Figure 5. p53 activation leads to transcriptional upregulation of Eif4ebp1.

(A) Potential model of p53-dependent translational control upon Rps6 haploinsufficiency.

(B) HPG MFI of MEFs expressing WT or transactivation dead p53 (Trp53^QM) treated with Nutlin-3a or Doxo normalized to mean of DMSO control expressing WT p53. 8 h treatment, n = 6.

(C) Eif4ebp1 expression from RNA-Seq of whole E10.5 forelimbs normalized to WT (Rps6^lox/+;Trp53^+/+), n = 3.

(D) Expression of Eif4ebp1 and Eif4ebp2 mRNA from whole E10.5 forelimbs.

(E-F) Representative 4E-BP1 Western blot (E) and quantification (F) from Figure S7B of E10.5 Rps6^lox/+ and Prx1^Cre;Rps6^lox/+ forelimb mesenchyme cells after ectoderm removal with values normalized to Actin and Rps6^lox/+. n = 7, Rps6^lox/+; n = 9, Prx1^Cre;Rps6^lox/+.

(G) Expression of Eif4ebp1 and p53 target genes by RT-qPCR from NIH3T3 cells treated with DMSO or Nutlin-3a for 8 h.

(H-I) Western blot of 4E-BP1 from NIH3T3 cells treated with Nutlin-3a for 8 h. Shown is a representative blot (H) with quantification (I) from 4 independent replicates.

(J) p53 ChIP-Seq gene track of Eif4ebp1 locus (Kenzelmann Broz et al., 2013) from Doxo-treated Trp53^+/+ and Trp53^−/− MEFs. Capital letters = transcription state site; red highlight = Eif4ebp1 promoter; blue highlight = putative p53-binding region; bold = Eif4ebp1 start codon; underline = p53 core binding sequence.
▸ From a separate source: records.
use chrono::{DateTime, NaiveDate, SecondsFormat, Utc};
use serde::{de::DeserializeOwned, Deserialize, Serialize};
use std::fs::{self, OpenOptions};
use std::path::{Path, PathBuf};
use std::sync::{Arc, Mutex, PoisonError};
use tracing::{info, warn};

use crate::domain::snapshot::{PairSnapshot, Snapshot};
use crate::exchanges::types::Listing;
use crate::shared::errors::StorageError;
use crate::shared::utils::truncate_chars;
use super::SnapshotStore;

/// One row of `snapshots_YYYYMMDD.csv`: a market summary for one run
#[derive(Debug, Clone, PartialEq, Serialize, Deserialize)]
pub struct SummaryRow {
    pub timestamp_utc: String,
    pub run_id: String,
    pub pair: String,
    pub rows_fetched: usize,
    pub buy_count: usize,
    pub sell_count: usize,
    pub avg_price_simple: Option<f64>,
    pub avg_price_weighted: Option<f64>,
    pub spread_pct: Option<f64>,
    pub coef_var: Option<f64>,
    pub total_exposed_volume: f64,
    pub top1_price: Option<f64>,
    pub top1_vol: Option<f64>,
    pub top1_nick: Option<String>,
    pub top_prices: String,
    pub arb_source_to_target_pct: Option<f64>,
    pub arb_target_to_source_pct: Option<f64>,
}

impl SummaryRow {
    pub fn from_pair(snapshot: &Snapshot, pair: &PairSnapshot, top_n: usize) -> Self {
        let top = pair.top_of_book();
        Self {
            timestamp_utc: format_timestamp(&snapshot.timestamp),
            run_id: snapshot.run_id.clone(),
            pair: pair.pair.to_string(),
            rows_fetched: pair.rows_fetched(),
            buy_count: pair.buy.sample_count(),
            sell_count: pair.sell.sample_count(),
            avg_price_simple: pair.avg_price_simple(),
            avg_price_weighted: pair.avg_price_weighted(),
            spread_pct: pair.spread_pct(),
            coef_var: pair.combined.stats().map(|s| s.coefficient_of_variation),
            total_exposed_volume: pair.exposed_volume(),
            top1_price: top.as_ref().map(|t| t.price),
            top1_vol: top.as_ref().map(|t| t.capacity),
            top1_nick: top.map(|t| t.nick),
            top_prices: pair
                .top_prices(top_n)
                .iter()
                .map(|p| p.to_string())
                .collect::<Vec<_>>()
                .join("|"),
            arb_source_to_target_pct: snapshot.rates.arbitrage.source_to_target.pct,
            arb_target_to_source_pct: snapshot.rates.arbitrage.target_to_source.pct,
        }
    }
}

/// One row of `ads_YYYYMMDD.csv`: a fetched listing, verbatim
#[derive(Debug, Clone, PartialEq, Serialize, Deserialize)]
pub struct RawListingRow {
    pub timestamp_utc: String,
    pub exchange: String,
    pub pair: String,
    pub trade_type: String,
    pub adv_id: String,
    pub advertiser_id: String,
    pub advertiser_nick: String,
    pub month_finish_rate: String,
    pub month_order_count: u64,
    pub price: f64,
    pub max_trans_amount: f64,
    pub min_trans_amount: f64,
    pub payment_methods: String,
    pub raw_json: String,
}

impl RawListingRow {
    fn from_listing(
        snapshot: &Snapshot,
        pair: &PairSnapshot,
        listing: &Listing,
        exchange: &str,
        raw_limit: usize,
    ) -> Self {
        Self {
            timestamp_utc: format_timestamp(&snapshot.timestamp),
            exchange: exchange.to_string(),
            pair: pair.pair.to_string(),
            trade_type: listing.direction.to_string(),
            adv_id: listing.adv_no.clone(),
            advertiser_id: listing.advertiser_id.clone(),
            advertiser_nick: listing.advertiser_nick.clone(),
            month_finish_rate: listing.month_finish_rate.clone(),
            month_order_count: listing.month_order_count,
            price: listing.price,
            max_trans_amount: listing.max_amount,
            min_trans_amount: listing.min_amount,
            payment_methods: listing.payment_methods.join(","),
            raw_json: truncate_chars(&listing.raw, raw_limit).to_string(),
        }
    }
}

/// CSV files under `<root>/snapshots` and `<root>/ads`, one per UTC day
#[derive(Debug, Clone)]
pub struct CsvSnapshotStore {
    root: PathBuf,
    exchange: String,
    top_prices: usize,
    raw_payload_limit: usize,
    /// Held for the whole save so concurrent runs never interleave rows
    write_lock: Arc<Mutex<()>>,
}

impl CsvSnapshotStore {
    pub fn new(root: impl Into<PathBuf>, exchange: impl Into<String>) -> Self {
        Self {
            root: root.into(),
            exchange: exchange.into(),
            top_prices: 3,
            raw_payload_limit: 500,
            write_lock: Arc::new(Mutex::new(())),
        }
    }

    pub fn with_limits(mut self, top_prices: usize, raw_payload_limit: usize) -> Self {
        self.top_prices = top_prices;
        self.raw_payload_limit = raw_payload_limit;
        self
    }

    pub fn summary_path(&self, date: NaiveDate) -> PathBuf {
        self.root
            .join("snapshots")
            .join(format!("snapshots_{}.csv", date.format("%Y%m%d")))
    }

    pub fn raw_path(&self, date: NaiveDate) -> PathBuf {
        self.root
            .join("ads")
            .join(format!("ads_{}.csv", date.format("%Y%m%d")))
    }

    /// Create the `snapshots` and `ads` directories up front
    pub fn ensure_dirs(&self) -> Result<(), StorageError> {
        fs::create_dir_all(self.root.join("snapshots"))?;
        fs::create_dir_all(self.root.join("ads"))?;
        Ok(())
    }

    pub fn read_summaries(&self, date: NaiveDate) -> Result<Vec<SummaryRow>, StorageError> {
        read_rows(&self.summary_path(date))
    }

    pub fn read_raw_listings(&self, date: NaiveDate) -> Result<Vec<RawListingRow>, StorageError> {
        read_rows(&self.raw_path(date))
    }
}

impl SnapshotStore for CsvSnapshotStore {
    fn save_snapshot(&self, snapshot: &Snapshot) -> Result<(), StorageError> {
        let date = snapshot.timestamp.date_naive();

        let raw_rows: Vec<RawListingRow> = snapshot
            .pairs()
            .into_iter()
            .flat_map(|pair| {
                pair.buy_listings
                    .iter()
                    .chain(pair.sell_listings.iter())
                    .map(move |l| {
                        RawListingRow::from_listing(snapshot, pair, l, &self.exchange, self.raw_payload_limit)
                    })
            })
            .collect();
        // the guard protects no data, a poisoned lock is still usable
        let _guard = self.write_lock.lock().unwrap_or_else(PoisonError::into_inner);

        let raw_path = self.raw_path(date);
        append_rows(&raw_path, &raw_rows)?;
        info!("💾 {} raw listings saved → {}", raw_rows.len(), raw_path.display());

        let summaries: Vec<SummaryRow> = snapshot
            .pairs()
            .into_iter()
            .map(|pair| SummaryRow::from_pair(snapshot, pair, self.top_prices))
            .collect();

        let summary_path = self.summary_path(date);
        append_rows(&summary_path, &summaries)?;
        info!("💾 Snapshot {} saved → {}", snapshot.run_id, summary_path.display());

        Ok(())
    }
}

fn format_timestamp(ts: &DateTime<Utc>) -> String {
    ts.to_rfc3339_opts(SecondsFormat::Secs, true)
}

/// Append rows, writing the header only when the file is new or empty
fn append_rows<T: Serialize>(path: &Path, rows: &[T]) -> Result<(), StorageError> {
    if rows.is_empty() {
        return Ok(());
    }
    if let Some(parent) = path.parent() {
        fs::create_dir_all(parent)?;
    }
    let file = OpenOptions::new().create(true).append(true).open(path)?;
    let is_new = file.metadata()?.len() == 0;

    let mut writer = csv::WriterBuilder::new()
        .has_headers(is_new)
        .from_writer(file);
    for row in rows {
        writer.serialize(row)?;
    }
    writer.flush()?;
    Ok(())
}

fn read_rows<T: DeserializeOwned>(path: &Path) -> Result<Vec<T>, StorageError> {
    if !path.exists() {
        return Ok(Vec::new());
    }
    let mut reader = csv::Reader::from_path(path)?;
    let mut rows = Vec::new();
    for result in reader.deserialize::<T>() {
        match result {
            Ok(row) => rows.push(row),
            Err(e) => warn!("Skipping unreadable row in {}: {}", path.display(), e),
        }
    }
    Ok(rows)
}

#[cfg(test)]
mod tests {
    use super::*;
    use crate::domain::market::{AnalyzerConfig, MarketAnalyzer};
    use crate::domain::rates::RateCalculator;
    use crate::domain::snapshot::{FetchedListings, SnapshotAssembler};
    use crate::report::ReportFormatter;
    use crate::shared::types::Direction;
    use crate::testing::listing;
    use chrono::TimeZone;

    fn sample_snapshot(at: DateTime<Utc>) -> Snapshot {
        let side = |d: Direction, fiat: &str, prices: &[(f64, f64)]| -> Vec<Listing> {
            prices.iter().map(|(p, c)| listing(d, fiat, *p, *c)).collect()
        };
        let mut long = listing(Direction::Sell, "VES", 40.25, 300.0);
        long.raw = "x".repeat(2_000);
        let mut target_sell = vec![long];
        target_sell.extend(side(Direction::Sell, "VES", &[(40.1, 120.0)]));

        let fetched = FetchedListings {
            source_buy: side(Direction::Buy, "COP", &[(4012.5, 1_000_000.0), (4020.0, 500_000.0)]),
            source_sell: side(Direction::Sell, "COP", &[(3990.0, 800_000.0), (3985.5, 100_000.0), (3970.0, 1.0)]),
            target_buy: side(Direction::Buy, "VES", &[(41.3, 50.0)]),
            target_sell,
        };
        SnapshotAssembler::new(
            MarketAnalyzer::new(AnalyzerConfig::default()),
            RateCalculator::new(vec![5.0, 7.5, 10.0], 4),
            5,
        )
        .assemble("USDT", "COP", "VES", fetched, at)
    }

    #[test]
    fn test_summary_round_trip() {
        let dir = tempfile::tempdir().unwrap();
        let store = CsvSnapshotStore::new(dir.path(), "binance_p2p").with_limits(2, 100);
        let at = Utc.with_ymd_and_hms(2024, 3, 5, 14, 0, 7).unwrap();
        let snapshot = sample_snapshot(at);

        store.save_snapshot(&snapshot).unwrap();
        let rows = store.read_summaries(at.date_naive()).unwrap();
        assert_eq!(rows.len(), 2);

        let cop = &rows[0];
        let expected = SummaryRow::from_pair(&snapshot, &snapshot.source, 2);
        assert_eq!(cop, &expected);
        assert_eq!(cop.timestamp_utc, "2024-03-05T14:00:07Z");
        assert_eq!(cop.pair, "USDT-COP");
        assert_eq!(cop.rows_fetched, 5);
        assert_eq!(cop.top_prices, "3990|3985.5");
        assert_eq!(cop.top1_nick.as_deref(), Some("trader"));
        assert_eq!(cop.avg_price_simple, snapshot.source.avg_price_simple());
        assert_eq!(cop.arb_source_to_target_pct, snapshot.rates.arbitrage.source_to_target.pct);

        let ves = &rows[1];
        assert_eq!(ves, &SummaryRow::from_pair(&snapshot, &snapshot.target, 2));
        assert_eq!(ves.coef_var, snapshot.target.combined.stats().map(|s| s.coefficient_of_variation));
    }

    #[test]
    fn test_stored_top_of_book_matches_chat() {
        let dir = tempfile::tempdir().unwrap();
        let store = CsvSnapshotStore::new(dir.path(), "binance_p2p").with_limits(2, 100);
        let at = Utc.with_ymd_and_hms(2024, 3, 5, 9, 0, 0).unwrap();
        let fetched = FetchedListings {
            source_sell: vec![
                listing(Direction::Sell, "COP", 4012.5561, 1234.567),
                listing(Direction::Sell, "COP", 4000.0049, 10.0),
            ],
            ..Default::default()
        };
        let snapshot = SnapshotAssembler::new(
            MarketAnalyzer::new(AnalyzerConfig::default()),
            RateCalculator::new(vec![5.0], 4),
            5,
        )
        .assemble("USDT", "COP", "VES", fetched, at);

        store.save_snapshot(&snapshot).unwrap();
        let cop = store.read_summaries(at.date_naive()).unwrap().remove(0);
        assert_eq!(cop.top1_price, Some(4012.56));
        assert_eq!(cop.top1_vol, Some(1234.57));
        assert_eq!(cop.top_prices, "4012.56|4000");

        let chat = ReportFormatter::default().compact_summary(&snapshot, "COP");
        assert!(chat.contains("Mejor anuncio: 4012.56 (trader, máx. 1234.57)"));
    }

    #[test]
    fn test_header_written_once_per_file() {
        let dir = tempfile::tempdir().unwrap();
        let store = CsvSnapshotStore::new(dir.path(), "binance_p2p");
        let at = Utc.with_ymd_and_hms(2024, 3, 5, 6, 0, 0).unwrap();

        store.save_snapshot(&sample_snapshot(at)).unwrap();
        store.save_snapshot(&sample_snapshot(at)).unwrap();

        let content = fs::read_to_string(store.summary_path(at.date_naive())).unwrap();
        let headers = content.lines().filter(|l| l.starts_with("timestamp_utc,")).count();
        assert_eq!(headers, 1);
        assert_eq!(store.read_summaries(at.date_naive()).unwrap().len(), 4);

        let next_day = Utc.with_ymd_and_hms(2024, 3, 6, 0, 0, 1).unwrap();
        store.save_snapshot(&sample_snapshot(next_day)).unwrap();
        assert_eq!(store.read_summaries(next_day.date_naive()).unwrap().len(), 2);
    }

    #[test]
    fn test_concurrent_saves_share_one_header() {
        let dir = tempfile::tempdir().unwrap();
        let store = CsvSnapshotStore::new(dir.path(), "binance_p2p");
        let at = Utc.with_ymd_and_hms(2024, 3, 5, 18, 0, 0).unwrap();
        let snapshot = sample_snapshot(at);

        std::thread::scope(|scope| {
            for _ in 0..8 {
                let store = store.clone();
                let snapshot = &snapshot;
                scope.spawn(move || store.save_snapshot(snapshot).unwrap());
            }
        });

        let content = fs::read_to_string(store.summary_path(at.date_naive())).unwrap();
        assert_eq!(content.lines().filter(|l| l.starts_with("timestamp_utc,")).count(), 1);
        assert_eq!(store.read_summaries(at.date_naive()).unwrap().len(), 16);
        assert_eq!(store.read_raw_listings(at.date_naive()).unwrap().len(), 64);
    }

    #[test]
    fn test_raw_rows_are_truncated_and_joined() {
        let dir = tempfile::tempdir().unwrap();
        let store = CsvSnapshotStore::new(dir.path(), "binance_p2p").with_limits(3, 100);
        let at = Utc.with_ymd_and_hms(2024, 3, 5, 10, 0, 0).unwrap();
        store.save_snapshot(&sample_snapshot(at)).unwrap();

        let rows = store.read_raw_listings(at.date_naive()).unwrap();
        assert_eq!(rows.len(), 8);
        assert!(rows.iter().all(|r| r.raw_json.chars().count() <= 100));
        assert_eq!(rows[0].trade_type, "BUY");
        assert_eq!(rows[0].pair, "USDT-COP");
        assert_eq!(rows[0].payment_methods, "Nequi,Pago Movil");
        assert_eq!(rows[0].exchange, "binance_p2p");
        let long = rows.iter().find(|r| r.price == 40.25).unwrap();
        assert_eq!(long.raw_json.len(), 100);
    }

    #[test]
    fn test_missing_file_reads_empty() {
        let dir = tempfile::tempdir().unwrap();
        let store = CsvSnapshotStore::new(dir.path(), "binance_p2p");
        let date = NaiveDate::from_ymd_opt(2024, 1, 1).unwrap();
        assert!(store.read_summaries(date).unwrap().is_empty());
    }
}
(K) Fluc/Rluc activity normalized to DMSO control of each construct. Plasmid containing a minimal promoter, the Eif4ebp1 region, or mutated Eif4ebp1 region (Figure S7F) were transfected into NIH3T3 cells and treated with DMSO, Nutlin-3a, or Doxo for 8 h; n = 6.